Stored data
######
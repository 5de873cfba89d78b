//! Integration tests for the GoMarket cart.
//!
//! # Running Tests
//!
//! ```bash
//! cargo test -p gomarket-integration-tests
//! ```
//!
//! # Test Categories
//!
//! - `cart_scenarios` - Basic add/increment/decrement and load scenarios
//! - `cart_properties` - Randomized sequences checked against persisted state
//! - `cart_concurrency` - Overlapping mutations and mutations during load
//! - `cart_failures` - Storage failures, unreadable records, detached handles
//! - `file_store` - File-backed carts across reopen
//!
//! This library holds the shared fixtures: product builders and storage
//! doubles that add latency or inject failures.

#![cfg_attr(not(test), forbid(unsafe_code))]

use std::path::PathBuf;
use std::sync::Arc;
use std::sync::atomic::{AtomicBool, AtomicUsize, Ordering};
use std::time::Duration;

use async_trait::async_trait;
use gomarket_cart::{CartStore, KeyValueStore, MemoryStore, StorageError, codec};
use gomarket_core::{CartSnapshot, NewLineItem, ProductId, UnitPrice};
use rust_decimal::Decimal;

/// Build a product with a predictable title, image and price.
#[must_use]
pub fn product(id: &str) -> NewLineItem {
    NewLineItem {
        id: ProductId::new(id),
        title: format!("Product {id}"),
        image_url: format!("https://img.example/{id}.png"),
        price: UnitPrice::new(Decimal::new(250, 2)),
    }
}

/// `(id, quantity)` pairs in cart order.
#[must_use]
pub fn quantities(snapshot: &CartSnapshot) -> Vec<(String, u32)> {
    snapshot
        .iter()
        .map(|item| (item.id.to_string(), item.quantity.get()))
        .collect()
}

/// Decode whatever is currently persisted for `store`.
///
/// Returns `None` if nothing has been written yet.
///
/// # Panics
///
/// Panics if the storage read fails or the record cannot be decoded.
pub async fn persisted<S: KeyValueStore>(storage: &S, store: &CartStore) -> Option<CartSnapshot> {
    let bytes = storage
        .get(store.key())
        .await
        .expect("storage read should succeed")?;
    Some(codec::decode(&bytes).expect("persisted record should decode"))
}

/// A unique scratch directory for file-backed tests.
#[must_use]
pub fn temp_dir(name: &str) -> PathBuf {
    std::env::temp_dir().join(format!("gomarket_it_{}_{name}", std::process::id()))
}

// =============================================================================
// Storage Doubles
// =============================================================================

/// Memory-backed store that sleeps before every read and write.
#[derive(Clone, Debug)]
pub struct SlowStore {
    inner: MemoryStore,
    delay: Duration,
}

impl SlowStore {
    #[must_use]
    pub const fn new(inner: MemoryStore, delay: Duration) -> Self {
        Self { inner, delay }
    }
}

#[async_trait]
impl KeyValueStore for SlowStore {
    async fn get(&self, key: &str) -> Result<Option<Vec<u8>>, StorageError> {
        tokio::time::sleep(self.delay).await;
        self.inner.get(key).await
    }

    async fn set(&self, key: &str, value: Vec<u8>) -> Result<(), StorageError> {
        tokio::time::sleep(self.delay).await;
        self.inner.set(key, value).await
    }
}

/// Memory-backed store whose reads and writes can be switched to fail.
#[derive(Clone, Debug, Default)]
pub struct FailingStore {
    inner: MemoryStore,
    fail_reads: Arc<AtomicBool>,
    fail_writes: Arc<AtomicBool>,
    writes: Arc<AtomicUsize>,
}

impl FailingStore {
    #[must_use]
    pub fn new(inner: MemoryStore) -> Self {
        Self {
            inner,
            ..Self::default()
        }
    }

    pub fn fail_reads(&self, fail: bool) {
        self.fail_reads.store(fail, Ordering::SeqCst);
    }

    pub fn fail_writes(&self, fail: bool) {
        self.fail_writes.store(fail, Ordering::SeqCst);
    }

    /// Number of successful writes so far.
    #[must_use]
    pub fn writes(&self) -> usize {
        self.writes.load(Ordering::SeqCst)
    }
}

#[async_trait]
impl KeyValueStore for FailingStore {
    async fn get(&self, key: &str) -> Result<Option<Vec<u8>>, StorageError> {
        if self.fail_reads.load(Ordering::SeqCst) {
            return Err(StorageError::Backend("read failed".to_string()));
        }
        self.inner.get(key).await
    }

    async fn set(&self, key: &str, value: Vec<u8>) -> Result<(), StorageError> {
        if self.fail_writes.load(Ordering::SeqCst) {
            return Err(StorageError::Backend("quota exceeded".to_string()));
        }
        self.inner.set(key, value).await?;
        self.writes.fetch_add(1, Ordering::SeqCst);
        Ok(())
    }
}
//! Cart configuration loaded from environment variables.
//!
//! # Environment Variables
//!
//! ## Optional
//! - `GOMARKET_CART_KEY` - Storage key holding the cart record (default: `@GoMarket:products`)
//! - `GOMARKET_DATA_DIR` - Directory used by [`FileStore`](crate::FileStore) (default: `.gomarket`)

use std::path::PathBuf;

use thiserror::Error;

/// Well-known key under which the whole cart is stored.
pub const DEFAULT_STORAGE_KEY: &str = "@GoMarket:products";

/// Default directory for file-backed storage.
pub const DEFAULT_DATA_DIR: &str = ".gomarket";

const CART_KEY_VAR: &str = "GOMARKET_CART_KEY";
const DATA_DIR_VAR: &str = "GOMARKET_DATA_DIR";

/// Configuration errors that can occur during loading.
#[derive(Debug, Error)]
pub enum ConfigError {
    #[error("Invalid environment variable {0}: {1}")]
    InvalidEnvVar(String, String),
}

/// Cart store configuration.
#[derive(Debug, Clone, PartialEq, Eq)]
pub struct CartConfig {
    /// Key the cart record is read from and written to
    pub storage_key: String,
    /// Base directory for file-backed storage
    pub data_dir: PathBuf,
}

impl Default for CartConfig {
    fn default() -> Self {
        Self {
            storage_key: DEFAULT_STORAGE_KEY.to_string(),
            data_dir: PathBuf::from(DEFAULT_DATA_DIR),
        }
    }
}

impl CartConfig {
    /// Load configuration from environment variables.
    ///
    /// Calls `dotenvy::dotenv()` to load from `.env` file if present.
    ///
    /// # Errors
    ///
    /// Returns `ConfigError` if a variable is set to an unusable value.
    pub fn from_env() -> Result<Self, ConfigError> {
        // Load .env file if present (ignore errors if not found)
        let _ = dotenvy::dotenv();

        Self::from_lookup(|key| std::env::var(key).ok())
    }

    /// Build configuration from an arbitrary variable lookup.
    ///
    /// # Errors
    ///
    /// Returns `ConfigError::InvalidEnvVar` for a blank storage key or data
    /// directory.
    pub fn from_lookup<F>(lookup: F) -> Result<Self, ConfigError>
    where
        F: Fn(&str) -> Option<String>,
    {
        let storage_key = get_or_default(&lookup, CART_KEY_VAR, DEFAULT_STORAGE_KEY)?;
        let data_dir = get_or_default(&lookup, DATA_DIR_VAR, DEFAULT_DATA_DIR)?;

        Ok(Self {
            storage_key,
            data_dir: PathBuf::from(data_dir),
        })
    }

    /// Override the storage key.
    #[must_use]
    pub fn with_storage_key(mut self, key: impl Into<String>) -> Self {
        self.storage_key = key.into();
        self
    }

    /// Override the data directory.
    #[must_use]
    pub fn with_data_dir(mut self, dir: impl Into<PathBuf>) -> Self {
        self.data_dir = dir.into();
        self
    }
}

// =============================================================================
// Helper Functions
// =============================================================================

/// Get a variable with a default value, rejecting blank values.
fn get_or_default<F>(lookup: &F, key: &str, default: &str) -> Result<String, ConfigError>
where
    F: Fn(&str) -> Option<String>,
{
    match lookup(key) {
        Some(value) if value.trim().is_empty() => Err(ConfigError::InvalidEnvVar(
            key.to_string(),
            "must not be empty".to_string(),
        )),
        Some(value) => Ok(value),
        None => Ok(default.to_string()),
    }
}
######
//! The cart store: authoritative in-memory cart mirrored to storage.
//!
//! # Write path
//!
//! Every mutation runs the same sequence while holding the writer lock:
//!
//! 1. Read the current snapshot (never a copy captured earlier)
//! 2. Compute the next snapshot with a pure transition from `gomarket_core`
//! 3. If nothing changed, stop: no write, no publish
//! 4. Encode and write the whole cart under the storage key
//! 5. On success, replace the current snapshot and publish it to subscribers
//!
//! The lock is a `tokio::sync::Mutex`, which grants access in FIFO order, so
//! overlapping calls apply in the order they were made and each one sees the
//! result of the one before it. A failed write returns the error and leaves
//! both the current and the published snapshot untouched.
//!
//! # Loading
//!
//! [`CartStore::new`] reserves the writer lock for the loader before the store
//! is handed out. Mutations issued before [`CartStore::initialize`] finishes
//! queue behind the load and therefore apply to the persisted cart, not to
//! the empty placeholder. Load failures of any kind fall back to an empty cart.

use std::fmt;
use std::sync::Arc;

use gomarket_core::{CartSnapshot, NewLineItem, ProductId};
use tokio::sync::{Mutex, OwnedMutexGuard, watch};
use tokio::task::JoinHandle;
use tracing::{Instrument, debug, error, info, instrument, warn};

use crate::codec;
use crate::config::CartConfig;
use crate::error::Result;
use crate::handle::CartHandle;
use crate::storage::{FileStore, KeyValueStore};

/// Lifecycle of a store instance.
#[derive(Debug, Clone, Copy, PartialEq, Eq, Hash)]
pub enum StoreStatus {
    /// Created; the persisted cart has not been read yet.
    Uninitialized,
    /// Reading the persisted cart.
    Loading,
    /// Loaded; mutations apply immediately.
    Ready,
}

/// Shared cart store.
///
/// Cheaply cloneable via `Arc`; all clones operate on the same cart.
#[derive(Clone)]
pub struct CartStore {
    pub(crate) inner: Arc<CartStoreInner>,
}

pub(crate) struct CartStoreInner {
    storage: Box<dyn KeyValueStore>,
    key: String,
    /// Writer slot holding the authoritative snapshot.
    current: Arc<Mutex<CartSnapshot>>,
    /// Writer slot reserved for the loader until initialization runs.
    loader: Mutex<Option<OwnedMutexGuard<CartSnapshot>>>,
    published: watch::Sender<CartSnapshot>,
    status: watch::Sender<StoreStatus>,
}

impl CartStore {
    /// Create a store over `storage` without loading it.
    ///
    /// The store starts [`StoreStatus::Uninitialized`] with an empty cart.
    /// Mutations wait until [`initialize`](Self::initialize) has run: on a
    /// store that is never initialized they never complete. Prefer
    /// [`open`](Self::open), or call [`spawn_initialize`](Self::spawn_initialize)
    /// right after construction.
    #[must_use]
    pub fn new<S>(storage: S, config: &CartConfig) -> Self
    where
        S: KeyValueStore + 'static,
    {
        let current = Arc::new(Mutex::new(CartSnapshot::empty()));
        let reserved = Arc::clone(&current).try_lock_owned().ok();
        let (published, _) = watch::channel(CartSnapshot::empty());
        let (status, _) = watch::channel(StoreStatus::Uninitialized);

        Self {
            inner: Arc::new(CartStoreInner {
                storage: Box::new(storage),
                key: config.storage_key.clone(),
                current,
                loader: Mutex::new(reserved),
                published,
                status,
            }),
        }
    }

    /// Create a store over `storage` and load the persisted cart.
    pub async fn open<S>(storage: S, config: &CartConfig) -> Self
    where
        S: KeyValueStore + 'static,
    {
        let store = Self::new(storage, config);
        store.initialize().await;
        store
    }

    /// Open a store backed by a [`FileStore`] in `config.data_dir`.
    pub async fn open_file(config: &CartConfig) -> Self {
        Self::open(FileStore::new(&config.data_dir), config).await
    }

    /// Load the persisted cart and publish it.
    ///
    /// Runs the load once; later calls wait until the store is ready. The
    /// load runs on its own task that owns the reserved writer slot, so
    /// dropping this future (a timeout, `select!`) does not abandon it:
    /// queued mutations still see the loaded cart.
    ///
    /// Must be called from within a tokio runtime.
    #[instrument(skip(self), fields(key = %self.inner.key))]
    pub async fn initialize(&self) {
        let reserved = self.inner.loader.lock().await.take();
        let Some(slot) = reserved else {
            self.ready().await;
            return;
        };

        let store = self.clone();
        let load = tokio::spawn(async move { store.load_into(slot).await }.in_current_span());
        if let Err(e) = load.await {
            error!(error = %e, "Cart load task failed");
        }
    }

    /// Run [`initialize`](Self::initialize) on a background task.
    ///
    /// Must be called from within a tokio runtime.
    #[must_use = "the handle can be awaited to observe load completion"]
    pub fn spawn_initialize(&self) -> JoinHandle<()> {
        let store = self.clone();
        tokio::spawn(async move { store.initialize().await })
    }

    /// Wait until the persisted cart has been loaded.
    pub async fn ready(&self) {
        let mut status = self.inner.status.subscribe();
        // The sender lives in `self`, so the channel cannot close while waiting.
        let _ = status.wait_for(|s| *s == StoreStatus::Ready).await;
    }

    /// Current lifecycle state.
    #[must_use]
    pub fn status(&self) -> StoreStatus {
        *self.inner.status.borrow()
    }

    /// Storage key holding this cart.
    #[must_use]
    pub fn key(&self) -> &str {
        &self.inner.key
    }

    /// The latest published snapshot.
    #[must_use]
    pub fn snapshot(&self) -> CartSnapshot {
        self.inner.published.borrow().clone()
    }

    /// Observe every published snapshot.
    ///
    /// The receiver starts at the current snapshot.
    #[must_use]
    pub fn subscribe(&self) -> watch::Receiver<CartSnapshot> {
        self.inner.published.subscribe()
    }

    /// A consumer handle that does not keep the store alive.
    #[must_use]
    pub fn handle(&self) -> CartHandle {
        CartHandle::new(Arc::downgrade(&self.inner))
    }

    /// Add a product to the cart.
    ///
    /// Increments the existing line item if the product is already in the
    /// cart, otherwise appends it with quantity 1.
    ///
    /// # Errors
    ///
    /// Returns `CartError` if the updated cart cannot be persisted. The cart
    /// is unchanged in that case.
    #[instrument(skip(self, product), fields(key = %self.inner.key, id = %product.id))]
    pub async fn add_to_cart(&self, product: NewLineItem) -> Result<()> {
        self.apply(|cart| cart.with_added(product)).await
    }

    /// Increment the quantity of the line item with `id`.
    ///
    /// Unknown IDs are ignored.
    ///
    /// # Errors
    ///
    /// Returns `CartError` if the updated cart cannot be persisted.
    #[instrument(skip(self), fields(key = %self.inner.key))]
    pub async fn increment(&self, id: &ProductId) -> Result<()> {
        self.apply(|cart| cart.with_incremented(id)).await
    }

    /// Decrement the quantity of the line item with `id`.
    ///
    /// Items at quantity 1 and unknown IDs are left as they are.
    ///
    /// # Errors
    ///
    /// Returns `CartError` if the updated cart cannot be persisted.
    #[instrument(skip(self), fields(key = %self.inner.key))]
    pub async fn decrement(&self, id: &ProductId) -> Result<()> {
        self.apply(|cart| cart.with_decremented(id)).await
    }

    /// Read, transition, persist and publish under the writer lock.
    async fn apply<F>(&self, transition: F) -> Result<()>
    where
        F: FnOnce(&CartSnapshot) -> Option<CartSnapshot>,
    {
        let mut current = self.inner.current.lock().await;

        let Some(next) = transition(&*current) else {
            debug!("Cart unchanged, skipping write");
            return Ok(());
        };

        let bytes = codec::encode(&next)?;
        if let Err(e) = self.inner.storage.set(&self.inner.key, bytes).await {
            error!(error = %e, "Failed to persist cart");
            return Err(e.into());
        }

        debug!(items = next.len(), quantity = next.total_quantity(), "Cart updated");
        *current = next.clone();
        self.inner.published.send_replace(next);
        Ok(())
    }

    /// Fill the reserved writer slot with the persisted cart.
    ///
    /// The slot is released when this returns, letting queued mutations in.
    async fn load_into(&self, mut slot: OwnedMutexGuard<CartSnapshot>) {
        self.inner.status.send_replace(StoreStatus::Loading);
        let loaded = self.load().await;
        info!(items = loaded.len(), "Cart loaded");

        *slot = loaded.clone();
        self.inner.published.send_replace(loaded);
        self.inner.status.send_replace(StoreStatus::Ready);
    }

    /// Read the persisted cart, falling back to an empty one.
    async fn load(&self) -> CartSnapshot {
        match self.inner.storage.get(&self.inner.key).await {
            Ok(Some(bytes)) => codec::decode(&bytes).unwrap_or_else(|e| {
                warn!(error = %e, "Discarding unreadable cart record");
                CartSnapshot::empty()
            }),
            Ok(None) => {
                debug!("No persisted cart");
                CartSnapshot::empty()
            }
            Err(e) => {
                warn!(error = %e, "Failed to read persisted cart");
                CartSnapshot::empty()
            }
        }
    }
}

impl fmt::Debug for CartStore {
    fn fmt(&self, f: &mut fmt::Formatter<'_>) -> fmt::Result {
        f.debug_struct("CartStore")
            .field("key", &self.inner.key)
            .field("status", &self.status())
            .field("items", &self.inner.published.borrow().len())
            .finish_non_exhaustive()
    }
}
######
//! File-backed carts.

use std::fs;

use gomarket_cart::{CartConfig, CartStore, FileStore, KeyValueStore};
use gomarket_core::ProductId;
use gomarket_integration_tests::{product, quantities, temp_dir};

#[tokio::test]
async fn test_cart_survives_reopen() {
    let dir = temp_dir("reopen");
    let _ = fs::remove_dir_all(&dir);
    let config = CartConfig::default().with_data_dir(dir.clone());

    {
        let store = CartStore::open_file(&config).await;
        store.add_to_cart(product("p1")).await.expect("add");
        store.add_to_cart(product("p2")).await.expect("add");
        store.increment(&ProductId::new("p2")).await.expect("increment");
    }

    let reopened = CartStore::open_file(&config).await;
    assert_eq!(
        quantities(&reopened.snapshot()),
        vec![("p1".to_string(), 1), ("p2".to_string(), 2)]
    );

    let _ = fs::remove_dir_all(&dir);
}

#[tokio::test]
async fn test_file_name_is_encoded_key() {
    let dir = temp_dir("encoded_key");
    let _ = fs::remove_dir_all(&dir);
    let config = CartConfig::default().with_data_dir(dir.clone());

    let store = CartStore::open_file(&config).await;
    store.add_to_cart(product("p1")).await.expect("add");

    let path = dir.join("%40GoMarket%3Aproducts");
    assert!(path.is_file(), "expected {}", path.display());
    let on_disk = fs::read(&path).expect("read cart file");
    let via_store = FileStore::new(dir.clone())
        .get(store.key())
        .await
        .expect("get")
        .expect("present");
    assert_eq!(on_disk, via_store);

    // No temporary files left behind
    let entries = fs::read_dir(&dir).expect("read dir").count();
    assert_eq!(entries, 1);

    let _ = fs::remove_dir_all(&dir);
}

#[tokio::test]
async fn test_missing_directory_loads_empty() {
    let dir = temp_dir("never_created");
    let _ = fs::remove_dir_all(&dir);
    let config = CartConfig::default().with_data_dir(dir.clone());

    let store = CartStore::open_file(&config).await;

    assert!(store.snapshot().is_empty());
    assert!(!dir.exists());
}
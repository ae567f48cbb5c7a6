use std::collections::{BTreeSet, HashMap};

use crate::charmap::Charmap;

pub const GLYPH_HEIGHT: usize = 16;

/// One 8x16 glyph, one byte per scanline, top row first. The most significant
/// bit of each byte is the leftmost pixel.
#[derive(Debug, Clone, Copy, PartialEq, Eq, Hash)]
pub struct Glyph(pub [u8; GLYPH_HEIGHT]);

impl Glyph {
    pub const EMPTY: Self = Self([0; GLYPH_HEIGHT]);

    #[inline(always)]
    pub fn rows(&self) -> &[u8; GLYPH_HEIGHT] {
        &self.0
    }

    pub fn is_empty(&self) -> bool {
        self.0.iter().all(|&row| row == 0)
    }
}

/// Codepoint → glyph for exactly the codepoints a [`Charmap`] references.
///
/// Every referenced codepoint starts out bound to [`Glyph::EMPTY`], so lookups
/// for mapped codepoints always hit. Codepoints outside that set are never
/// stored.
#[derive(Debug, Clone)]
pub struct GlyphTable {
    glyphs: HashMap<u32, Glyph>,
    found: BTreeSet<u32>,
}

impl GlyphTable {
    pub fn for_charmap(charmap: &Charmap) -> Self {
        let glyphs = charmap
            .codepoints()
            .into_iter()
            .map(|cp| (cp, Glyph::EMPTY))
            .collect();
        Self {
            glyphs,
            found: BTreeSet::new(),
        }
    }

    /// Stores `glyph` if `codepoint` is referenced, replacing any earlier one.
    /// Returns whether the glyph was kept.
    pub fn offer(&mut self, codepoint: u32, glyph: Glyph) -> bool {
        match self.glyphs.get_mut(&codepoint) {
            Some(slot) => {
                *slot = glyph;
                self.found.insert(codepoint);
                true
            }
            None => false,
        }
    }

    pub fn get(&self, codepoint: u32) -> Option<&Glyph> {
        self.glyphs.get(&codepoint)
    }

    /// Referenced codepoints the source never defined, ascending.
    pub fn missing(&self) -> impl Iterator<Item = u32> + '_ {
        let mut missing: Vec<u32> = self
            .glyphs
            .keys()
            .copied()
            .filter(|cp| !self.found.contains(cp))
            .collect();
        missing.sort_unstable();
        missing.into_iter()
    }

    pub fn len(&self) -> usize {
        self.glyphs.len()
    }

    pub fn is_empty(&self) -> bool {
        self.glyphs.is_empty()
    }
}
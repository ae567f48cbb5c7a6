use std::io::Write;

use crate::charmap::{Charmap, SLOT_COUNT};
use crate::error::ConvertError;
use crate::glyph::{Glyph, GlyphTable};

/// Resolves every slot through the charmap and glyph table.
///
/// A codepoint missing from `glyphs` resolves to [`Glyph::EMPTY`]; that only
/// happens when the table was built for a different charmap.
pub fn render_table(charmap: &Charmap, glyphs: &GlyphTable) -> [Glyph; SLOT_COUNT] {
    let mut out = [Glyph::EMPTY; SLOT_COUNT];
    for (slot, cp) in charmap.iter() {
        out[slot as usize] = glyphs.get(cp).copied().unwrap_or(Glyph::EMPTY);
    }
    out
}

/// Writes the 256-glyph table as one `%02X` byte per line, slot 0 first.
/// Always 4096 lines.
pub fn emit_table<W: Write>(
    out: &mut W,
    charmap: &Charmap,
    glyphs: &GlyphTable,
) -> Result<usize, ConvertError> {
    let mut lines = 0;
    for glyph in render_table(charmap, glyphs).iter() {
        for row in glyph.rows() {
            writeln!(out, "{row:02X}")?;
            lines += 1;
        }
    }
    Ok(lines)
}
######
In the records above, find every line containing the word "authoritative" and show it.

//! The cart store: authoritative in-memory cart mirrored to storage.
    /// Writer slot holding the authoritative snapshot.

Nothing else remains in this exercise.